#### Work required
What lines in the records below include the word "Decode"? Return each one.
• • • • • • •
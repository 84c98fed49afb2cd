use std::path::Path;

use calamine::{open_workbook_auto, DataType, Reader};

use crate::models::CellValue;

use super::ParseFailure;

/// Reads the first worksheet only.
pub fn read_first_sheet(path: &Path) -> Result<Vec<Vec<CellValue>>, ParseFailure> {
    let mut workbook = open_workbook_auto(path)
        .map_err(|err| ParseFailure::new(format!("Failed to read the spreadsheet: {err}")))?;

    let range = workbook
        .worksheet_range_at(0)
        .ok_or_else(|| ParseFailure::new("The spreadsheet has no worksheets."))?
        .map_err(|err| ParseFailure::new(format!("Failed to read the first worksheet: {err}")))?;

    Ok(range
        .rows()
        .map(|row| row.iter().map(to_cell_value).collect())
        .collect())
}

fn to_cell_value(cell: &DataType) -> CellValue {
    match cell {
        DataType::Empty => CellValue::Empty,
        DataType::String(s) => CellValue::Text(s.clone()),
        DataType::Float(f) => CellValue::Number(*f),
        DataType::Int(v) => CellValue::Number(*v as f64),
        DataType::Bool(v) => CellValue::Text(v.to_string()),
        DataType::DateTime(serial) => CellValue::DateSerial(*serial),
        DataType::Error(_) => CellValue::Empty,
        _ => CellValue::Text(cell.to_string()),
    }
}
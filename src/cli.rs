use clap::{Parser, Subcommand};
use std::path::PathBuf;

#[derive(Parser)]
#[command(name = "tenantimport", about = "Bulk customer import for the PG admin backend", version)]
pub struct Cli {
    #[command(subcommand)]
    pub command: Commands,

    /// Enable verbose output
    #[arg(long, short = 'v', global = true, conflicts_with = "quiet")]
    pub verbose: bool,

    /// Suppress non-essential output
    #[arg(long, short = 'q', global = true, conflicts_with = "verbose")]
    pub quiet: bool,

    /// Path to config file
    #[arg(long, global = true)]
    pub config: Option<PathBuf>,
}

#[derive(Subcommand)]
pub enum Commands {
    /// Parse and validate a file without importing it
    Check {
        /// Spreadsheet or CSV file to check
        file: PathBuf,

        /// JSON file with the block list to validate against
        #[arg(long, conflicts_with = "fetch_blocks")]
        blocks: Option<PathBuf>,

        /// Load the block list from the configured backend
        #[arg(long)]
        fetch_blocks: bool,

        /// Write invalid rows and their errors to this CSV file
        #[arg(long)]
        errors_out: Option<PathBuf>,
    },

    /// Validate a file and import its valid rows
    Import {
        /// Spreadsheet or CSV file to import
        file: PathBuf,

        /// Stop after the preview
        #[arg(long)]
        dry_run: bool,
    },

    /// Write the backend settings to the config file
    Init {
        /// Backend base URL
        #[arg(long)]
        base_url: String,

        /// Tenant the customers belong to
        #[arg(long)]
        tenant_id: String,

        /// Admin performing the import
        #[arg(long)]
        admin_id: String,

        /// Bearer token sent with every request
        #[arg(long)]
        token: Option<String>,

        /// Request timeout in seconds
        #[arg(long)]
        timeout_secs: Option<u64>,
    },

    /// Write an empty import template
    Template {
        /// Output path
        out: PathBuf,
    },

    /// Launch the desktop application
    #[cfg(feature = "desktop")]
    Gui,
}
use transmute_api::{setup, telemetry};
use transmute_core::Config;

// mimalloc keeps allocation overhead low for the many short-lived payload
// buffers this service shuffles around, especially on musl-based containers.
#[global_allocator]
static GLOBAL: mimalloc::MiMalloc = mimalloc::MiMalloc;

#[tokio::main]
async fn main() -> Result<(), anyhow::Error> {
    telemetry::init_tracing();

    let config = Config::from_env()?;

    let (_state, router) = setup::initialize_app(config.clone()).await?;

    setup::server::start_server(&config, router).await?;

    Ok(())
}
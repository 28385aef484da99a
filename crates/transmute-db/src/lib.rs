//! Transmute metadata store
//!
//! SQLite-backed repositories for file records, conversion jobs, and the
//! single-row application settings. The schema is bootstrapped at startup;
//! all queries are runtime-bound.

pub mod db;
pub mod schema;

pub use db::files::FileRepository;
pub use db::jobs::JobRepository;
pub use db::settings::SettingsRepository;
pub use schema::init_schema;

use sqlx::sqlite::{SqliteConnectOptions, SqliteJournalMode, SqlitePool, SqlitePoolOptions};
use std::path::Path;
use std::time::Duration;
use transmute_core::AppError;

/// Open (creating if missing) the SQLite database at `path` and apply the
/// schema.
pub async fn connect(path: &Path) -> Result<SqlitePool, AppError> {
    let options = SqliteConnectOptions::new()
        .filename(path)
        .create_if_missing(true)
        .journal_mode(SqliteJournalMode::Wal)
        .busy_timeout(Duration::from_secs(5))
        .foreign_keys(true);

    let pool = SqlitePoolOptions::new()
        .max_connections(5)
        .connect_with(options)
        .await?;

    init_schema(&pool).await?;

    Ok(pool)
}

/// In-memory database for tests. Uses a single connection so every query
/// sees the same memory database.
pub async fn connect_memory() -> Result<SqlitePool, AppError> {
    let pool = SqlitePoolOptions::new()
        .max_connections(1)
        .connect("sqlite::memory:")
        .await?;

    init_schema(&pool).await?;

    Ok(pool)
}
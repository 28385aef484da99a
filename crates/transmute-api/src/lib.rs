//! Transmute HTTP API
//!
//! Axum surface over the conversion core: uploads, downloads, conversion
//! submission, job introspection, settings, and health probes.

pub mod api_doc;
pub mod error;
pub mod handlers;
pub mod setup;
pub mod state;
pub mod telemetry;

/// Application name reported by the health info endpoint.
pub const APP_NAME: &str = "transmute";

/// Application version reported by the health info endpoint.
pub const APP_VERSION: &str = env!("CARGO_PKG_VERSION");
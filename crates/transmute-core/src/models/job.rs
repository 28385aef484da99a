use chrono::{DateTime, Utc};
use serde::{Deserialize, Serialize};
use utoipa::ToSchema;
use std::fmt::{Display, Formatter, Result as FmtResult};
use std::str::FromStr;
use uuid::Uuid;

use crate::error::AppError;

/// Conversion job lifecycle state.
///
/// Transitions are monotonic: pending -> running -> {complete | failed}.
/// There is no transition out of a terminal state.
#[derive(Debug, Clone, Copy, Serialize, Deserialize, PartialEq, Eq, ToSchema)]
#[serde(rename_all = "snake_case")]
pub enum JobStatus {
    Pending,
    Running,
    Complete,
    Failed,
}

impl JobStatus {
    pub fn is_terminal(&self) -> bool {
        matches!(self, JobStatus::Complete | JobStatus::Failed)
    }

    pub fn can_transition_to(&self, next: JobStatus) -> bool {
        matches!(
            (self, next),
            (JobStatus::Pending, JobStatus::Running)
                | (JobStatus::Running, JobStatus::Complete)
                | (JobStatus::Running, JobStatus::Failed)
        )
    }
}

impl Display for JobStatus {
    fn fmt(&self, f: &mut Formatter<'_>) -> FmtResult {
        match self {
            JobStatus::Pending => write!(f, "pending"),
            JobStatus::Running => write!(f, "running"),
            JobStatus::Complete => write!(f, "complete"),
            JobStatus::Failed => write!(f, "failed"),
        }
    }
}

impl FromStr for JobStatus {
    type Err = anyhow::Error;

    fn from_str(s: &str) -> Result<Self, Self::Err> {
        match s {
            "pending" => Ok(JobStatus::Pending),
            "running" => Ok(JobStatus::Running),
            "complete" => Ok(JobStatus::Complete),
            "failed" => Ok(JobStatus::Failed),
            _ => Err(anyhow::anyhow!("Invalid job status: {}", s)),
        }
    }
}

/// Failure classification recorded on a failed job.
#[derive(Debug, Clone, Copy, Serialize, Deserialize, PartialEq, Eq, ToSchema)]
#[serde(rename_all = "snake_case")]
pub enum JobErrorKind {
    UnsupportedFormat,
    CorruptInput,
    ConverterCrashed,
    Timeout,
    StorageFailure,
}

/// Structured error stored in a failed job's `error` column and surfaced via
/// the job read API. Mid-job failures land here, never as a live error to an
/// unrelated caller.
#[derive(Debug, Clone, Serialize, Deserialize, PartialEq, Eq, ToSchema)]
pub struct JobError {
    pub kind: JobErrorKind,
    pub message: String,
}

impl JobError {
    pub fn new(kind: JobErrorKind, message: impl Into<String>) -> Self {
        Self {
            kind,
            message: message.into(),
        }
    }

    /// Map the stored failure back onto the API error taxonomy.
    pub fn to_app_error(&self) -> AppError {
        match self.kind {
            JobErrorKind::UnsupportedFormat => AppError::ConverterCrashed(self.message.clone()),
            JobErrorKind::CorruptInput => AppError::CorruptInput(self.message.clone()),
            JobErrorKind::ConverterCrashed => AppError::ConverterCrashed(self.message.clone()),
            JobErrorKind::Timeout => AppError::ConversionTimeout(self.message.clone()),
            JobErrorKind::StorageFailure => AppError::Storage(self.message.clone()),
        }
    }
}

/// Output quality hint for lossy targets.
#[derive(Debug, Clone, Copy, Default, Serialize, Deserialize, PartialEq, Eq, ToSchema)]
#[serde(rename_all = "snake_case")]
pub enum Quality {
    High,
    #[default]
    Medium,
    Low,
}

/// Converter-specific options carried on a job.
#[derive(Debug, Clone, Default, Serialize, Deserialize, PartialEq, Eq, ToSchema)]
pub struct ConversionParams {
    #[serde(default, skip_serializing_if = "Option::is_none")]
    pub quality: Option<Quality>,
}

/// One conversion attempt: the output -> source relationship plus job
/// bookkeeping.
///
/// The source metadata snapshot is denormalized onto the job row so the
/// completed-conversions listing never dangles when the source record is
/// later deleted.
#[derive(Debug, Clone, Serialize, Deserialize)]
pub struct ConversionJob {
    pub id: Uuid,
    pub source_file_id: Uuid,
    /// Set exactly once, on successful completion.
    pub output_file_id: Option<Uuid>,
    pub status: JobStatus,
    pub progress: i32,
    pub input_format: String,
    pub output_format: String,
    pub params: ConversionParams,
    pub error: Option<JobError>,
    pub source_filename: String,
    pub source_media_type: String,
    pub source_extension: String,
    pub source_size_bytes: i64,
    pub created_at: DateTime<Utc>,
    pub started_at: Option<DateTime<Utc>>,
    pub finished_at: Option<DateTime<Utc>>,
}

impl sqlx::FromRow<'_, sqlx::sqlite::SqliteRow> for ConversionJob {
    fn from_row(row: &sqlx::sqlite::SqliteRow) -> Result<Self, sqlx::Error> {
        use sqlx::Row;

        let params: ConversionParams = serde_json::from_str(row.get::<String, _>("params").as_str())
            .map_err(|e| sqlx::Error::Decode(format!("Failed to parse params: {}", e).into()))?;
        let error = row
            .get::<Option<String>, _>("error")
            .map(|raw| {
                serde_json::from_str::<JobError>(&raw).map_err(|e| {
                    sqlx::Error::Decode(format!("Failed to parse job error: {}", e).into())
                })
            })
            .transpose()?;

        Ok(ConversionJob {
            id: row
                .get::<String, _>("id")
                .parse()
                .map_err(|e| sqlx::Error::Decode(format!("Failed to parse job id: {}", e).into()))?,
            source_file_id: row.get::<String, _>("source_file_id").parse().map_err(|e| {
                sqlx::Error::Decode(format!("Failed to parse source_file_id: {}", e).into())
            })?,
            output_file_id: row
                .get::<Option<String>, _>("output_file_id")
                .map(|raw| {
                    raw.parse().map_err(|e| {
                        sqlx::Error::Decode(format!("Failed to parse output_file_id: {}", e).into())
                    })
                })
                .transpose()?,
            status: row
                .get::<String, _>("status")
                .parse()
                .map_err(|e| sqlx::Error::Decode(format!("Failed to parse status: {}", e).into()))?,
            progress: row.get("progress"),
            input_format: row.get("input_format"),
            output_format: row.get("output_format"),
            params,
            error,
            source_filename: row.get("source_filename"),
            source_media_type: row.get("source_media_type"),
            source_extension: row.get("source_extension"),
            source_size_bytes: row.get("source_size_bytes"),
            created_at: row.get("created_at"),
            started_at: row.get("started_at"),
            finished_at: row.get("finished_at"),
        })
    }
}

/// Aggregated job counts for the stats endpoint.
#[derive(Debug, Serialize, ToSchema)]
pub struct JobStats {
    pub total: i64,
    pub pending: i64,
    pub running: i64,
    pub complete: i64,
    pub failed: i64,
}
//! Structured data adapter
//!
//! Converts between csv, json, and yaml. json <-> yaml preserves nested
//! structure; csv conversions go through a flat array-of-objects
//! representation, so json -> csv requires an array of objects.

use async_trait::async_trait;
use std::collections::BTreeSet;

use serde_json::{Map, Value};

use transmute_core::Format;

use crate::converter::{format_set, ConvertError, ConvertRequest, Converter};

const FORMATS: &[&str] = &["csv", "json", "yaml"];

pub struct DataConverter;

impl DataConverter {
    pub fn new() -> Self {
        Self
    }

    fn parse(data: &[u8], format: &Format) -> Result<Value, ConvertError> {
        match format.as_str() {
            "json" => serde_json::from_slice(data)
                .map_err(|e| ConvertError::CorruptInput(format!("Invalid JSON: {}", e))),
            "yaml" => serde_yaml::from_slice(data)
                .map_err(|e| ConvertError::CorruptInput(format!("Invalid YAML: {}", e))),
            "csv" => Self::parse_csv(data),
            other => Err(ConvertError::Unsupported {
                converter: "data",
                input: other.to_string(),
                output: String::new(),
            }),
        }
    }

    fn parse_csv(data: &[u8]) -> Result<Value, ConvertError> {
        let mut reader = csv::Reader::from_reader(data);
        let headers = reader
            .headers()
            .map_err(|e| ConvertError::CorruptInput(format!("Invalid CSV: {}", e)))?
            .clone();

        let mut rows = Vec::new();
        for record in reader.records() {
            let record =
                record.map_err(|e| ConvertError::CorruptInput(format!("Invalid CSV: {}", e)))?;
            let mut row = Map::new();
            for (header, field) in headers.iter().zip(record.iter()) {
                row.insert(header.to_string(), Value::String(field.to_string()));
            }
            rows.push(Value::Object(row));
        }

        Ok(Value::Array(rows))
    }

    fn render(value: &Value, format: &Format) -> Result<Vec<u8>, ConvertError> {
        match format.as_str() {
            "json" => serde_json::to_vec_pretty(value)
                .map_err(|e| ConvertError::Failed(format!("JSON encoding failed: {}", e))),
            "yaml" => serde_yaml::to_string(value)
                .map(String::into_bytes)
                .map_err(|e| ConvertError::Failed(format!("YAML encoding failed: {}", e))),
            "csv" => Self::render_csv(value),
            other => Err(ConvertError::Unsupported {
                converter: "data",
                input: String::new(),
                output: other.to_string(),
            }),
        }
    }

    fn render_csv(value: &Value) -> Result<Vec<u8>, ConvertError> {
        let Value::Array(rows) = value else {
            return Err(ConvertError::CorruptInput(
                "CSV output requires an array of objects".to_string(),
            ));
        };

        // Header order: keys in first-seen order across all rows.
        let mut headers: Vec<String> = Vec::new();
        let mut objects = Vec::with_capacity(rows.len());
        for row in rows {
            let Value::Object(obj) = row else {
                return Err(ConvertError::CorruptInput(
                    "CSV output requires every array element to be an object".to_string(),
                ));
            };
            for key in obj.keys() {
                if !headers.iter().any(|h| h == key) {
                    headers.push(key.clone());
                }
            }
            objects.push(obj);
        }

        let mut writer = csv::Writer::from_writer(Vec::new());
        writer
            .write_record(&headers)
            .map_err(|e| ConvertError::Failed(format!("CSV encoding failed: {}", e)))?;

        for obj in objects {
            let record: Vec<String> = headers
                .iter()
                .map(|h| match obj.get(h) {
                    None | Some(Value::Null) => String::new(),
                    Some(Value::String(s)) => s.clone(),
                    Some(other) => other.to_string(),
                })
                .collect();
            writer
                .write_record(&record)
                .map_err(|e| ConvertError::Failed(format!("CSV encoding failed: {}", e)))?;
        }

        writer
            .into_inner()
            .map_err(|e| ConvertError::Failed(format!("CSV encoding failed: {}", e)))
    }
}

impl Default for DataConverter {
    fn default() -> Self {
        Self::new()
    }
}

#[async_trait]
impl Converter for DataConverter {
    fn name(&self) -> &'static str {
        "data"
    }

    fn inputs(&self) -> BTreeSet<Format> {
        format_set(FORMATS)
    }

    fn compatible_outputs(&self, input: &Format) -> BTreeSet<Format> {
        let mut outputs = format_set(FORMATS);
        outputs.remove(input);
        outputs
    }

    async fn convert(
        &self,
        data: &[u8],
        request: &ConvertRequest,
    ) -> Result<Vec<u8>, ConvertError> {
        let value = Self::parse(data, &request.input)?;
        Self::render(&value, &request.output)
    }
}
• • • • • • •
#### Completed exercise
            .map_err(|e| sqlx::Error::Decode(format!("Failed to parse params: {}", e).into()))?;
                    sqlx::Error::Decode(format!("Failed to parse job error: {}", e).into())
                .map_err(|e| sqlx::Error::Decode(format!("Failed to parse job id: {}", e).into()))?,
                sqlx::Error::Decode(format!("Failed to parse source_file_id: {}", e).into())
                        sqlx::Error::Decode(format!("Failed to parse output_file_id: {}", e).into())
                .map_err(|e| sqlx::Error::Decode(format!("Failed to parse status: {}", e).into()))?,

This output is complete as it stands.